= World Ship Society =

The World Ship Society (WSS) is an international society devoted to maritime and naval history. Founded in 1946 as Ship News Club in order to distribute shipping information to correspondents, the society now has thousands of members in dozens of branches across the world. It publishes the monthly magazine Marine News and the quarterly magazine Warships for its membership.

==History==
In 1946 Michael Crowdy started a mailing list in the United Kingdom. In order to share a growing amount of information regarding ships, Crowdy founded the Ships News Club and published two news lists covering all ships in alphabetical order. These two lists, published in 1947, are acknowledged by the WSS to be the first two editions of the Marine News.

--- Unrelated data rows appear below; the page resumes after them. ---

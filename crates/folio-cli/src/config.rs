use std::path::{Path, PathBuf};

use folio_core::BootstrapAdmin;
use serde::{Deserialize, Serialize};
use tracing::warn;

pub const ENV_TOKEN_SECRET: &str = "FOLIO_TOKEN_SECRET";
pub const ENV_MODE: &str = "FOLIO_MODE";
pub const ENV_ADMIN_EMAIL: &str = "FOLIO_ADMIN_EMAIL";
pub const ENV_ADMIN_PASSWORD: &str = "FOLIO_ADMIN_PASSWORD";
pub const ENV_ADMIN_NAME: &str = "FOLIO_ADMIN_NAME";

#[derive(Debug, Default, Serialize, Deserialize)]
pub struct FolioConfig {
    #[serde(default)]
    pub store: StoreSection,
    #[serde(default)]
    pub server: ServerSection,
}

#[derive(Debug, Default, Serialize, Deserialize)]
pub struct StoreSection {
    pub path: Option<String>,
}

#[derive(Debug, Default, Serialize, Deserialize)]
pub struct ServerSection {
    #[serde(default)]
    pub mode: RunMode,
}

/// Development mode allows well-known bootstrap credentials; production
/// requires them to be supplied.
#[derive(Debug, Default, Serialize, Deserialize, Clone, Copy, PartialEq, Eq)]
#[serde(rename_all = "snake_case")]
pub enum RunMode {
    Development,
    #[default]
    Production,
}

impl RunMode {
    pub fn parse(value: &str) -> anyhow::Result<Self> {
        match value.trim().to_ascii_lowercase().as_str() {
            "development" | "dev" => Ok(RunMode::Development),
            "production" | "prod" => Ok(RunMode::Production),
            other => Err(anyhow::anyhow!(
                "Invalid {} value: {} (use development or production)",
                ENV_MODE,
                other
            )),
        }
    }
}

pub fn default_config_path() -> anyhow::Result<PathBuf> {
    Ok(xdg_config_dir()?.join("config.toml"))
}

pub fn default_store_path() -> anyhow::Result<PathBuf> {
    Ok(xdg_data_dir()?.join("store"))
}

/// Read the config file, or defaults when it does not exist.
pub fn read_config(path: &Path) -> anyhow::Result<FolioConfig> {
    if !path.exists() {
        return Ok(FolioConfig::default());
    }
    let contents = std::fs::read_to_string(path)
        .map_err(|e| anyhow::anyhow!("Failed to read config {}: {}", path.display(), e))?;
    toml::from_str(&contents)
        .map_err(|e| anyhow::anyhow!("Failed to parse config {}: {}", path.display(), e))
}

pub fn xdg_config_dir() -> anyhow::Result<PathBuf> {
    if let Some(value) = env_value("XDG_CONFIG_HOME") {
        return Ok(PathBuf::from(value).join("folio"));
    }
    Ok(home_dir()?.join(".config").join("folio"))
}

pub fn xdg_data_dir() -> anyhow::Result<PathBuf> {
    if let Some(value) = env_value("XDG_DATA_HOME") {
        return Ok(PathBuf::from(value).join("folio"));
    }
    Ok(home_dir()?.join(".local").join("share").join("folio"))
}

fn home_dir() -> anyhow::Result<PathBuf> {
    let home = std::env::var("HOME")
        .map_err(|_| anyhow::anyhow!("HOME is not set; cannot resolve default paths"))?;
    Ok(PathBuf::from(home))
}

/// A non-blank environment variable.
pub fn env_value(name: &str) -> Option<String> {
    std::env::var(name)
        .ok()
        .filter(|value| !value.trim().is_empty())
}

/// The run mode from `FOLIO_MODE`, falling back to the config file.
pub fn resolve_mode(config: &FolioConfig) -> anyhow::Result<RunMode> {
    match env_value(ENV_MODE) {
        Some(value) => RunMode::parse(&value),
        None => Ok(config.server.mode),
    }
}

/// The token signing secret. Its absence is fatal at startup.
pub fn require_token_secret() -> anyhow::Result<String> {
    env_value(ENV_TOKEN_SECRET).ok_or_else(|| {
        anyhow::anyhow!(
            "{} is not set. A token signing secret is required to start.",
            ENV_TOKEN_SECRET
        )
    })
}

/// Bootstrap admin credentials from the environment.
///
/// In development mode missing values fall back to the well-known defaults;
/// in production the email and password must be set.
pub fn resolve_bootstrap_admin(mode: RunMode) -> anyhow::Result<BootstrapAdmin> {
    let email = env_value(ENV_ADMIN_EMAIL);
    let password = env_value(ENV_ADMIN_PASSWORD);
    let name =
        env_value(ENV_ADMIN_NAME).unwrap_or_else(|| BootstrapAdmin::DEFAULT_NAME.to_string());

    match (email, password, mode) {
        (Some(email), Some(password), _) => Ok(BootstrapAdmin::new(email, password, name)),
        (email, password, RunMode::Development) => {
            warn!("Bootstrap admin credentials not fully set; using development defaults");
            let defaults = BootstrapAdmin::development_default();
            Ok(BootstrapAdmin::new(
                email.unwrap_or(defaults.email),
                password.unwrap_or(defaults.password),
                name,
            ))
        }
        (_, _, RunMode::Production) => Err(anyhow::anyhow!(
            "{} and {} must be set in production mode",
            ENV_ADMIN_EMAIL,
            ENV_ADMIN_PASSWORD
        )),
    }
}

From 50 correspondents at the start of 1947, by the end of the year members of the Ship News Club numbered 200 and 330 in July 1948. Notable amongst its early members were the then editor of Jane's Fighting Ships, Francis McMurtrie, and former editor and noted naval historian Oscar Parkes. By February 1949 there were members across Europe and as far away as New Zealand.

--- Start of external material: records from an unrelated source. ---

//! Query and mutation descriptors for the document store.

use serde::Serialize;
use serde_json::Value;

use crate::error::{FolioError, Result};

/// One stored record: an ordered mapping of field name to JSON value.
pub type Document = serde_json::Map<String, Value>;

/// Equality filter over record fields.
///
/// A record matches when every filter field is present in the record with an
/// exactly equal value. A missing field never matches, not even a `null`
/// filter value. The empty filter matches every record.
#[derive(Debug, Clone, Default, PartialEq)]
pub struct Filter {
    fields: Document,
}

impl Filter {
    pub fn new() -> Self {
        Self::default()
    }

    /// Filter on the conventional `id` field.
    pub fn by_id(id: impl Into<String>) -> Self {
        Self::new().eq("id", id.into())
    }

    pub fn eq(mut self, field: impl Into<String>, value: impl Into<Value>) -> Self {
        self.fields.insert(field.into(), value.into());
        self
    }

    pub fn is_empty(&self) -> bool {
        self.fields.is_empty()
    }

    pub fn fields(&self) -> &Document {
        &self.fields
    }

    pub fn matches(&self, record: &Document) -> bool {
        self.fields
            .iter()
            .all(|(field, expected)| record.get(field) == Some(expected))
    }
}

impl From<Document> for Filter {
    fn from(fields: Document) -> Self {
        Self { fields }
    }
}

/// Field-level changes applied by `update_one`.
#[derive(Debug, Clone, Default, PartialEq)]
pub struct Update {
    set: Document,
    unset: Vec<String>,
}

impl Update {
    pub fn new() -> Self {
        Self::default()
    }

    pub fn set(mut self, field: impl Into<String>, value: impl Into<Value>) -> Self {
        self.set.insert(field.into(), value.into());
        self
    }

    /// Set every field of `fields`, keeping their order.
    pub fn set_all(mut self, fields: Document) -> Self {
        self.set.extend(fields);
        self
    }

    /// Set every field of a serializable partial record.
    ///
    /// Fields the value omits (e.g. `None` options skipped during
    /// serialization) are left untouched.
    pub fn set_from<T: Serialize>(self, partial: &T) -> Result<Self> {
        match serde_json::to_value(partial)? {
            Value::Object(fields) => Ok(self.set_all(fields)),
            _ => Err(FolioError::Validation(
                "Update payload must serialize to a JSON object".to_string(),
            )),
        }
    }

    pub fn unset(mut self, field: impl Into<String>) -> Self {
        self.unset.push(field.into());
        self
    }

    pub fn set_fields(&self) -> &Document {
        &self.set
    }

    pub fn unset_fields(&self) -> &[String] {
        &self.unset
    }

    pub fn is_empty(&self) -> bool {
        self.set.is_empty() && self.unset.is_empty()
    }

    /// Merge `set` into the record, then remove `unset` fields.
    pub fn apply(&self, record: &mut Document) {
        for (field, value) in &self.set {
            record.insert(field.clone(), value.clone());
        }
        for field in &self.unset {
            record.remove(field);
        }
    }
}

/// Sort direction for [`Cursor::sort`](super::Cursor::sort).
#[derive(Debug, Clone, Copy, PartialEq, Eq)]
pub enum SortOrder {
    Ascending,
    Descending,
}

impl TryFrom<i32> for SortOrder {
    type Error = FolioError;

    /// `1` is ascending and `-1` descending, as in document-database drivers.
    fn try_from(direction: i32) -> Result<Self> {
        match direction {
            1 => Ok(SortOrder::Ascending),
            -1 => Ok(SortOrder::Descending),
            other => Err(FolioError::InvalidInput(format!(
                "Sort direction must be 1 or -1 (got {})",
                other
            ))),
        }
    }
}

/// Outcome of `update_one`.
///
/// No match without upsert is reported as zero counts; the caller decides
/// whether that is a not-found condition.
#[derive(Debug, Clone, Default, PartialEq, Eq, Serialize)]
pub struct UpdateResult {
    pub matched_count: u64,
    pub modified_count: u64,
    /// Generated `_id` of the record inserted by an upsert.
    #[serde(skip_serializing_if = "Option::is_none")]
    pub upserted_id: Option<String>,
}

/// Outcome of `delete_one`.
#[derive(Debug, Clone, Copy, Default, PartialEq, Eq, Serialize)]
pub struct DeleteResult {
    pub deleted_count: u64,
}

The club's first annual general meeting was held on 23 September 1949 aboard in London. There it was resolved to change the name of the club to World Ship Society. Another proposed name discussed at the 1949 AGM was the International Shiplovers' Society.

==Present==
The society now has 50 branches throughout the world which actively promote historical research. Staffed by volunteers the society maintains a Central Record and Photo Libraries, as well as a library and reading room in Chatham, Kent. As well as its magazine publications, Marine News and Warships, the society has published many books by members.